NATO should have been dissolved after Soviet collapse: China

Iran Press TV

Friday, 01 April 2022 1:39 PM

China has criticized the eastward expansion of NATO, saying that the US-led military alliance should have been dissolved after the collapse of the Soviet Union more than three decades ago.

Chinese Foreign Ministry spokesman Zhao Lijian said at a news conference on Friday that the North Atlantic Treaty Organization (NATO), as a product of the Cold War, should have become history when the Soviet Union dissolved in 1991.

"In the early 1990s, then-US Secretary of State James Baker promised to former Soviet leader Mikhail Gorbachev that NATO would not expand even an inch eastward," Zhao said.

As the initiator and biggest "behind-the-scene planner" for the Ukraine conflict, the US has led NATO to engage in five rounds of eastward expansion in over 20 years, he added.

"The number of NATO members increased from 16 to 30, advancing more than 1,000 kilometers eastward to the Russian border," Zhao said.

He said that the world does not need a new Cold War, neither does Europe. He called on NATO to reflect on its role in the Ukraine crisis and the security of Europe itself.

NATO was formed in 1949 by 12 countries, including the US, Canada, the UK and France.
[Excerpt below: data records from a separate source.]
use snapshot_core::{DataQuality, Field, PartialRecord, QualityAssessment, Source};

const CHECKLIST_LEN: f64 = 4.0;

fn coverage(record: &PartialRecord) -> f64 {
    let checks = [
        record.has(Field::MarketCap),
        record.has(Field::SharesOutstanding),
        record.has(Field::Sector),
        record.has(Field::FloatShares) || record.has(Field::SharesOutstanding),
    ];
    checks.iter().filter(|c| **c).count() as f64 / CHECKLIST_LEN
}

fn assessment(quality: DataQuality, message: Option<&str>) -> QualityAssessment {
    QualityAssessment {
        quality,
        message: message.map(str::to_string),
    }
}

/// Classify how complete a merged record is, given which sources contributed.
///
/// Recently listed companies (IPO date known) do not report a share count
/// for a while, so they are graded on market cap alone with lower coverage
/// thresholds.
pub fn assess_quality(record: &PartialRecord, sources: &[Source]) -> QualityAssessment {
    let ratio = coverage(record);
    let has_market_cap = record.has(Field::MarketCap);
    let has_comprehensive = sources.contains(&Source::Comprehensive);

    if record.has(Field::IpoDate) {
        return if has_comprehensive && has_market_cap {
            if ratio >= 0.6 {
                assessment(DataQuality::Complete, None)
            } else if ratio >= 0.4 {
                assessment(
                    DataQuality::Partial,
                    Some("Recently listed company: some fields not yet reported"),
                )
            } else {
                assessment(
                    DataQuality::Partial,
                    Some("Limited data available for this recently listed company"),
                )
            }
        } else if has_market_cap {
            assessment(
                DataQuality::Minimal,
                Some("Only market capitalization available for recent IPO"),
            )
        } else {
            assessment(DataQuality::Unavailable, Some("Market data unavailable"))
        };
    }

    let has_required = has_market_cap && record.has(Field::SharesOutstanding);
    if has_comprehensive && has_required && ratio >= 0.75 {
        assessment(DataQuality::Complete, None)
    } else if has_required && ratio >= 0.5 {
        assessment(
            DataQuality::Partial,
            Some("Some fields unavailable from data providers"),
        )
    } else if has_market_cap && sources.iter().any(Source::is_price_like) {
        assessment(
            DataQuality::Partial,
            Some("Trading data only; fundamentals unavailable"),
        )
    } else if has_market_cap {
        assessment(DataQuality::Minimal, Some("Only basic market data available"))
    } else {
        assessment(DataQuality::Unavailable, Some("Market data unavailable"))
    }
}

#[cfg(test)]
mod tests {
    use super::*;
    use chrono::NaiveDate;

    fn record(fields: &[Field]) -> PartialRecord {
        let mut r = PartialRecord::new();
        for field in fields {
            match field {
                Field::Sector => r.fill_text(*field, Some("Technology".to_string())),
                Field::IpoDate => r.fill_date(*field, NaiveDate::from_ymd_opt(2024, 2, 1)),
                _ => r.fill_int(*field, Some(1_000_000)),
            };
        }
        r
    }

    #[test]
    fn test_complete_with_comprehensive_source() {
        let r = record(&[Field::MarketCap, Field::SharesOutstanding, Field::Sector]);
        let q = assess_quality(&r, &[Source::Comprehensive]);
        assert_eq!(q.quality, DataQuality::Complete);
        assert_eq!(q.message, None);
    }

    #[test]
    fn test_required_fields_without_comprehensive_is_partial() {
        let r = record(&[Field::MarketCap, Field::SharesOutstanding, Field::Sector]);
        let q = assess_quality(&r, &[Source::Quote, Source::SummaryProfile]);
        assert_eq!(q.quality, DataQuality::Partial);
    }

    #[test]
    fn test_quote_only_market_cap_is_never_complete() {
        let r = record(&[Field::MarketCap, Field::RegularMarketPrice, Field::Volume]);
        let q = assess_quality(&r, &[Source::Quote]);
        assert_eq!(q.quality, DataQuality::Partial);
        assert_eq!(q.message.as_deref(), Some("Trading data only; fundamentals unavailable"));

        let q = assess_quality(&r, &[Source::Alternative]);
        assert_eq!(q.quality, DataQuality::Minimal);
    }

    #[test]
    fn test_no_market_cap_is_unavailable() {
        let r = record(&[Field::Sector]);
        let q = assess_quality(&r, &[Source::Comprehensive]);
        assert_eq!(q.quality, DataQuality::Unavailable);
        assert!(q.message.is_some());
    }

    #[test]
    fn test_ipo_branch_thresholds() {
        // marketCap + sector = 0.5 coverage.
        let r = record(&[Field::IpoDate, Field::MarketCap, Field::Sector]);
        assert_eq!(assess_quality(&r, &[Source::Comprehensive]).quality, DataQuality::Partial);

        // marketCap + float + sector = 0.75 coverage.
        let r = record(&[Field::IpoDate, Field::MarketCap, Field::FloatShares, Field::Sector]);
        assert_eq!(assess_quality(&r, &[Source::Comprehensive]).quality, DataQuality::Complete);

        let r = record(&[Field::IpoDate, Field::MarketCap]);
        let q = assess_quality(&r, &[Source::Comprehensive]);
        assert_eq!(q.quality, DataQuality::Partial);
        assert_eq!(
            q.message.as_deref(),
            Some("Limited data available for this recently listed company")
        );

        let q = assess_quality(&r, &[Source::Quote]);
        assert_eq!(q.quality, DataQuality::Minimal);
    }
}
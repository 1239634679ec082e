use thiserror::Error;

/// Substrings providers use when they throttle a caller.
const RATE_LIMIT_MARKERS: &[&str] = &[
    "too many requests",
    "rate limit",
    "http 429",
    "status 429",
    "status code 429",
];

#[derive(Error, Debug, Clone, PartialEq)]
pub enum SnapshotError {
    /// A single provider call failed. The cascade logs it and moves on.
    #[error("Provider call {call} failed: {message}")]
    ProviderCallFailed { call: String, message: String },

    /// A date or number could not be read; the field is treated as absent.
    #[error("Parse failed: {0}")]
    ParseFailed(String),

    /// No provider call populated a single field.
    #[error("Failed to retrieve any data for {symbol}")]
    RetrievalFailed {
        symbol: String,
        /// Outcome of the last-resort existence check, if it ran and answered.
        symbol_exists: Option<bool>,
        /// At least one swallowed failure was a provider throttle.
        rate_limited: bool,
    },

    #[error("Rate limited: {0}")]
    RateLimited(String),
}

impl SnapshotError {
    /// Classify a raw provider error message. Throttling is recognised by
    /// message content so adapters don't need to know the status code.
    pub fn from_provider_message(call: &str, message: impl Into<String>) -> Self {
        let message = message.into();
        let lower = message.to_lowercase();
        if RATE_LIMIT_MARKERS.iter().any(|m| lower.contains(m)) {
            SnapshotError::RateLimited(message)
        } else {
            SnapshotError::ProviderCallFailed {
                call: call.to_string(),
                message,
            }
        }
    }

    pub fn is_rate_limited(&self) -> bool {
        matches!(self, SnapshotError::RateLimited(_))
    }

    /// Whether a boundary should answer with a retry-later signal instead of
    /// a generic failure.
    pub fn is_retry_later(&self) -> bool {
        match self {
            SnapshotError::RateLimited(_) => true,
            SnapshotError::RetrievalFailed { rate_limited, .. } => *rate_limited,
            _ => false,
        }
    }
}

#[cfg(test)]
mod tests {
    use super::*;

    #[test]
    fn test_rate_limit_messages_are_classified() {
        let err = SnapshotError::from_provider_message("quote", "Too Many Requests");
        assert!(err.is_rate_limited());
        assert!(err.is_retry_later());

        let err = SnapshotError::from_provider_message("quote", "HTTP 429: slow down");
        assert!(err.is_rate_limited());

        let err = SnapshotError::from_provider_message("quote", "Exceeded rate limit for key");
        assert!(err.is_rate_limited());
    }

    #[test]
    fn test_other_messages_are_call_failures() {
        let err = SnapshotError::from_provider_message("quoteSummary", "Quote not found for ticker symbol: ZZZZ");
        assert_eq!(
            err,
            SnapshotError::ProviderCallFailed {
                call: "quoteSummary".to_string(),
                message: "Quote not found for ticker symbol: ZZZZ".to_string(),
            }
        );
        assert!(!err.is_retry_later());
    }

    #[test]
    fn test_bare_digits_are_not_throttling() {
        let err = SnapshotError::from_provider_message("quote", "No data for filing 4290-A");
        assert!(!err.is_rate_limited());

        let err = SnapshotError::from_provider_message("quote", "Request failed with status code 429");
        assert!(err.is_rate_limited());
    }

    #[test]
    fn test_retrieval_failed_retry_hint() {
        let throttled = SnapshotError::RetrievalFailed {
            symbol: "ABC".to_string(),
            symbol_exists: None,
            rate_limited: true,
        };
        assert!(throttled.is_retry_later());

        let missing = SnapshotError::RetrievalFailed {
            symbol: "ABC".to_string(),
            symbol_exists: Some(false),
            rate_limited: false,
        };
        assert!(!missing.is_retry_later());
        assert_eq!(missing.to_string(), "Failed to retrieve any data for ABC");
    }
}
use std::sync::Arc;

use parking_lot::Mutex;
use skycast_weather::{
    narration_text, ForecastProvider, Geocoder, HttpClient, LogNarrator, Narrator,
    TemperatureUnit, WeatherPipeline, WeatherReport,
};

use crate::error::AppError;
use crate::query_state::QueryTracker;
use crate::Config;

/// Application state: configuration, the lookup pipeline and the optional narrator
pub struct App {
    config: Arc<Config>,
    pipeline: WeatherPipeline,
    queries: QueryTracker,
    narrator: Mutex<Option<Box<dyn Narrator>>>,
}

impl App {
    /// Create an application from an already-loaded configuration
    pub fn with_config(config: Config) -> Result<Self, AppError> {
        let weather = &config.weather;
        let http = HttpClient::new(weather.request_timeout(), weather.retry_config())?;

        let pipeline = WeatherPipeline::new(
            Geocoder::new(http.clone()).with_base_url(weather.geocoding_url.as_str()),
            ForecastProvider::new(http).with_base_url(weather.forecast_url.as_str()),
            weather.fetch_options(),
        );

        let narrator: Option<Box<dyn Narrator>> = if config.narration.enabled {
            Some(Box::new(LogNarrator::new()))
        } else {
            None
        };

        tracing::debug!(
            "App created (horizon {}h, daily {}, narration {})",
            weather.hourly_horizon,
            weather.include_daily,
            config.narration.enabled
        );

        Ok(Self {
            config: Arc::new(config),
            pipeline,
            queries: QueryTracker::new(),
            narrator: Mutex::new(narrator),
        })
    }

    /// Replace the narrator, shutting down the previous one
    pub fn set_narrator(&self, narrator: Option<Box<dyn Narrator>>) {
        let previous = std::mem::replace(&mut *self.narrator.lock(), narrator);
        if let Some(mut previous) = previous {
            if let Err(e) = previous.shutdown() {
                tracing::warn!("Error shutting down narrator {}: {}", previous.name(), e);
            }
        }
    }

    pub fn temperature_unit(&self) -> TemperatureUnit {
        self.config.weather.temperature_unit
    }

    /// Look up the weather for `query`.
    ///
    /// Returns `Ok(None)` when another lookup started before this one
    /// finished; its result (or error) is stale and must not be shown.
    pub async fn lookup(&self, query: &str) -> Result<Option<WeatherReport>, AppError> {
        let token = self.queries.begin();
        let result = self.pipeline.lookup(query).await;

        let Some(result) = self.queries.accept(token, result) else {
            tracing::debug!(
                "Discarding stale result for {:?} (generation {})",
                query,
                token.generation()
            );
            return Ok(None);
        };

        let report = result?;
        self.announce(&report);
        Ok(Some(report))
    }

    fn announce(&self, report: &WeatherReport) {
        if let Some(narrator) = self.narrator.lock().as_mut() {
            if let Err(e) = narrator.speak(&narration_text(report)) {
                tracing::warn!("Narrator {} failed: {}", narrator.name(), e);
            }
        }
    }

    /// Shut down the narrator, if any
    pub fn shutdown(&self) -> Result<(), AppError> {
        tracing::info!("Shutting down");
        self.set_narrator(None);
        Ok(())
    }
}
Following the collapse of the Soviet Union, a number of former Warsaw Pact countries switched sides and joined the military alliance. It currently consists of 30 independent member countries, who are committed to protect each other.

NATO's eastward expansion has long been a concern for world powers China and Russia, who have constantly warned that the move would lead to a war.

Russia has constantly been warning against membership of many parts of the old Soviet Bloc in NATO, especially the prospective membership of Ukraine in the Western military alliance, something that eventually pit Moscow against the Kiev government.

Russian President Vladimir Putin, who ordered the military campaign in Ukraine in February 24, has been clear for many years that if continued, the expansion would likely be met with serious resistance by the Russians.

Before the military conflict, Moscow had put forward a set of security proposals to de-escalate the tensions, including a guarantee that Ukraine will not join NATO.

The proposals were rejected.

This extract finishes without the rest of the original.